Когда после отпевания гроб подняли, вынесли из церкви, поставили на катафалк, когда сквозь море голов шаг за шагом двинулась погребальная колесница с бесчисленной вереницей карет, — вдруг все разом запнулось: несколько человек наклонилось над высоким мужчиной, который в истерических рыданиях упал посреди дороги. То был один из друзей покойного, такой же поэт — князь Вяземский.
Вечером того же дня саксонский посланник Люцероде, у которого назначен был бал, объявил съехавшимся гостям:
— Нынче были похороны Пушкина: у меня не будут танцевать.
Отвезти тело усопшего на место последнего успокоения — в Святогорский монастырь — взялся верный покровитель его с детства, Александр Иванович Тургенев, которому, таким образом, выпало на долю устроить и первую, и последнюю участь поэта.
Взрыв негодования, озлобления против убийцы народного гения был, понятно, всеобщий. Но ни у кого не поднялась на него рука, когда стала известной предсмертная воля Пушкина, настоятельно выраженная им Данзасу:
— Требую, чтоб ты не мстил за мою смерть: прощаю ему и хочу умереть христианином.
Какое впечатление произвела смерть поэта на отца его и брата, видно из письма Сергея Львовича по поводу присланного ему князем Вяземским портрета сына в гробу, на который старик отец не мог решиться взглянуть.
"У меня недостает на это духу (писал он) и, вероятно, долго недостанет. И это не потому, чтобы я боялся возобновить мою скорбь: ужасная потеря, мною понесенная, дает мне знать себя теперь еще сильнее (если только это возможно), нежели в то время, когда я получил о ней страшное известие. Время не ослабляет, а только усиливает мою горесть: с каждым днем моя тоска становится резче и мое уединение чувствительнее. Насильственная кончина такого сына, каков мой, не принадлежит к числу обыкновенных несчастий. Для меня она была вне всякого вероятия… Я получил письмо от Льва (младшего сына): он в отчаянье, и я за него трушу".
Едва ли менее был потрясен роковою вестью Пущин, находившийся в то время за тысячи верст от Петербурга.
"Слушая этот горький рассказ (пишет он в своих воспоминаниях), я сначала решительно как будто не понимал слов рассказчика: так далеко была от меня мысль, что Пушкин должен умереть в цвете лет, среди живых на него надежд. Это был для меня громовой удар из безоблачного неба: ошеломило меня, а вся скорбь не вдруг сказалась на сердце. Во всех кружках только и речи было, что о смерти Пушкина, об общей нашей потере; но в итоге выходило одно: что его не стало и что не воротить его! Провидение так решило; нам остается смиренно благоговеть пред его определением…"
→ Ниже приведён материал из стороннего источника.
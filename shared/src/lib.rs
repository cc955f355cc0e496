use serde::{Deserialize, Serialize};
use std::ops::{Add, AddAssign, Div, Mul, Neg, Sub};

pub mod codec;

pub use codec::{decode_message, encode_frame, encode_message, CodecError, MAX_FRAME_SIZE};

pub const MAX_HEALTH: i32 = 100;
pub const BULLET_LIFETIME: f32 = 2.0;
pub const DEFAULT_BULLET_SPEED: f32 = 80.0;
pub const PLAY_AREA_HALF_WIDTH: f32 = 140.0;
pub const PLAY_AREA_MIN_Y: f32 = -5.0;
pub const PLAY_AREA_MAX_Y: f32 = 100.0;

#[derive(Debug, Clone, Copy, PartialEq, Default, Serialize, Deserialize)]
pub struct Vec3 {
    pub x: f32,
    pub y: f32,
    pub z: f32,
}

impl Vec3 {
    pub const ZERO: Vec3 = Vec3::new(0.0, 0.0, 0.0);

    pub const fn new(x: f32, y: f32, z: f32) -> Self {
        Self { x, y, z }
    }

    pub fn splat(v: f32) -> Self {
        Self::new(v, v, v)
    }

    pub fn length(&self) -> f32 {
        self.dot(*self).sqrt()
    }

    pub fn dot(&self, other: Vec3) -> f32 {
        self.x * other.x + self.y * other.y + self.z * other.z
    }

    /// Unit vector in the same direction, or zero for a zero vector.
    pub fn normalized(&self) -> Vec3 {
        let len = self.length();
        if len == 0.0 {
            Vec3::ZERO
        } else {
            *self / len
        }
    }

    pub fn distance(&self, other: Vec3) -> f32 {
        (*self - other).length()
    }

    pub fn axis(&self, index: usize) -> f32 {
        match index {
            0 => self.x,
            1 => self.y,
            _ => self.z,
        }
    }

    pub fn to_array(self) -> [f32; 3] {
        [self.x, self.y, self.z]
    }
}

impl From<[f32; 3]> for Vec3 {
    fn from(v: [f32; 3]) -> Self {
        Vec3::new(v[0], v[1], v[2])
    }
}

impl From<Vec3> for [f32; 3] {
    fn from(v: Vec3) -> Self {
        v.to_array()
    }
}

impl Add for Vec3 {
    type Output = Vec3;

    fn add(self, rhs: Vec3) -> Vec3 {
        Vec3::new(self.x + rhs.x, self.y + rhs.y, self.z + rhs.z)
    }
}

impl AddAssign for Vec3 {
    fn add_assign(&mut self, rhs: Vec3) {
        *self = *self + rhs;
    }
}

impl Sub for Vec3 {
    type Output = Vec3;

    fn sub(self, rhs: Vec3) -> Vec3 {
        Vec3::new(self.x - rhs.x, self.y - rhs.y, self.z - rhs.z)
    }
}

impl Mul<f32> for Vec3 {
    type Output = Vec3;

    fn mul(self, rhs: f32) -> Vec3 {
        Vec3::new(self.x * rhs, self.y * rhs, self.z * rhs)
    }
}

impl Div<f32> for Vec3 {
    type Output = Vec3;

    fn div(self, rhs: f32) -> Vec3 {
        Vec3::new(self.x / rhs, self.y / rhs, self.z / rhs)
    }
}

impl Neg for Vec3 {
    type Output = Vec3;

    fn neg(self) -> Vec3 {
        Vec3::new(-self.x, -self.y, -self.z)
    }
}

/// A player's state as fanned out by the relay.
///
/// `joined` introduces the player to receivers, `left` removes it, and a
/// record with neither flag is a position/rotation update.
#[derive(Debug, Clone, PartialEq, Serialize, Deserialize)]
pub struct PlayerRecord {
    pub id: u32,
    pub username: String,
    pub position: [f32; 3],
    pub rotation: f32,
    pub joined: bool,
    pub left: bool,
    pub health: i32,
}

/// A locally fired bullet; receivers spawn a cosmetic replica from it.
///
/// `direction` is the yaw and `x_direction` the pitch, both in degrees.
#[derive(Debug, Clone, PartialEq, Serialize, Deserialize)]
pub struct BulletRecord {
    pub position: [f32; 3],
    pub direction: f32,
    pub x_direction: f32,
    pub damage: i32,
    pub speed: f32,
}

#[derive(Debug, Clone, PartialEq, Serialize, Deserialize)]
pub enum Message {
    /// First frame a client sends after connecting.
    Hello { username: String },
    /// Relay reply to `Hello` carrying the per-connection id.
    Welcome { client_id: u32 },
    Player(PlayerRecord),
    Bullet(BulletRecord),
    /// Absolute new health of the named entity, never a delta.
    HealthUpdate { id: u32, health: i32 },
    Restart { seed: u64 },
}

impl Message {
    pub fn kind(&self) -> &'static str {
        match self {
            Message::Hello { .. } => "hello",
            Message::Welcome { .. } => "welcome",
            Message::Player(_) => "player",
            Message::Bullet(_) => "bullet",
            Message::HealthUpdate { .. } => "health_update",
            Message::Restart { .. } => "restart",
        }
    }
}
Романист Бестужев, писавший под именем Марлинского, узнал о смерти Пушкина, живя на Кавказе, и целую ночь напролет после этого известия не мог заснуть, а на рассвете собрался в отдаленный монастырь Св. Давида, построенный на крутой горе.
"Придя туда (рассказывает он в письме к брату), я призвал священника и попросил отслужить панихиду над могилой Грибоедова, над могилой поэта, попранною святотатственными ногами, без камня, без надписи! Я плакал тогда, как плачу теперь, — плакал горячими слезами, плакал над другом и товарищем по жизни, оплакивал самого себя! А когда священник запел: "за убиенных боляр Александра и Александра", я чуть не задохся от рыданий: этот возглас показался мне не только поминовением, но и предсказанием".
Подобно Бестужеву-Марлинскому, не было почти писателя в России, который так или иначе не почтил бы память гениального собрата. Жуковский, Тютчев, Губер, Полежаев и даже сатирик Воейков излили скорбь свою в прочувствованных стихах; а молодой Лермонтов, до тех пор никому еще не известный поэт, своим пламенным стихотворением на смерть Пушкина разом упрочил себе литературное имя. Подолинский в Одессе посвятил памяти Пушкина одну из лучших своих крымских элегий, а Кольцов — свое прекрасное стихотворение «Лес», в котором иносказательно говорит о самом погибшем поэте:
Где ж девалася
Речь высокая,
Сила гордая,
Доблесть царская?
С богатырских плеч
Сняли голову —
Не большой горой,
А соломинкой.
Давнишний приятель Пушкина — польский поэт Мицкевич в Париже отозвался некрологом во французском журнале "Le Globe"; наконец, даже персидский стихотворец Мирза Фахт Али (Ахундов) оплакал кончину мирового поэта в небольшой поэме на родном своем языке.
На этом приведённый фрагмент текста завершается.